The US and UK "boarding school" experiences aren't strictly equivalent. Most US boarding schools only offer boarding to children in ninth grade and up, rather than beginning at "Harry, yer a wizard!" age. Further, while there has been and still is abuse at the US schools, the older UK public schools have a weird and horrifying tradition of adult formalization and enforcement of childhood power imbalances which produced/s godawful results. Not to mention the problems posed by single-sex institutions. So it's not surprising that it's a concept that has more purchase in the UK.
posted by praemunire at 1:21 PM on January 15, 2017 [8 favorites]


CPTSD and it might be worthwhile to seek recommendations from therapists who treat child/adolescent victims of bullying or abuse by authority figures (there being many who specialize in this, easier to find than those who treat adults).
posted by notquitemaryann at 2:06 PM on January 15, 2017


To start, I'd look for a therapist who knows attachment theory.
posted by Lil Bit of Pepper at 3:51 PM on January 15, 2017 [1 favorite]


Best answer: I'm a clinical psychologist specializing in PTSD* research and treatment, but am not your clinical psychologist. The kinds of therapists that will do a gold-standard, manualized treatment** for PTSD, which includes Cognitive Processing Therapy and Prolonged Exposure as first-line treatments, will not specialize in Boarding School Syndrome, because that is not a recognized condition in the US. These therapists are using the very best research evidence we have to choose the treatment that is most likely to work in an efficient manner for a given client. I would be very concerned that someone who said that they specialized in Boarding School Syndrome was not operating from an evidence-based perspective and is doing an untested treatment. Cognitive Processing Therapy and Prolonged Exposure work very well regardless of the nature of the trauma, because they are totally flexible to the way that a particular trauma affects a given person's thoughts and behaviors. All this said, no one here, psychologist or not, would be able to diagnose you with PTSD over the internet , and it's very important to get an in-depth diagnostic interview from a psychologist or psychiatrist to help you make decisions about next steps.

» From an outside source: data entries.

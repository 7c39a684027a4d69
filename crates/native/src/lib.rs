//! In-process adapter for FMI 2.0 shared libraries.
//!
//! [`LibraryRegistry`] maps each binary at most once and reference-counts
//! its users, [`CallTable`] resolves the exported entry points, and
//! [`NativeFmu`] marshals the typed [`FmiCalls`](tandem_core::FmiCalls)
//! surface onto them.

mod adapter;
mod callbacks;
mod error;
mod ffi;
mod memory;
pub mod platform;
mod registry;
mod symbols;

pub use adapter::NativeFmu;
pub use error::{LoadError, NativeError, SymbolError};
pub use registry::{LibraryHandle, LibraryRegistry};
pub use symbols::CallTable;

*It's surprising to me that so many people have said you have CPTSD. Aside from the fact that it's coming from nonprofessionals on the internet who know very little about your symptoms, CPTSD is not a diagnosable condition and the syndrome characterized as CPTSD responds well to the same kinds of treatments that PTSD does, so there's no reason to think you have it or that you need to seek special treatment for it.
**DBT is a treatment for borderline personality disorder, not PTSD, although some therapists do incorporate DBT skills when they're doing a non-manualized treatment. I have explained previously why I do not recommend EMDR as a first-line treatment for PTSD.

posted by quiet coyote at 8:15 PM on January 15, 2017 [3 favorites]


Another diagnosis specific to the problems caused by childhood abandonment and neglect (as opposed to those caused by bullying or other more active abuse) is Reactive Attachment Disorder.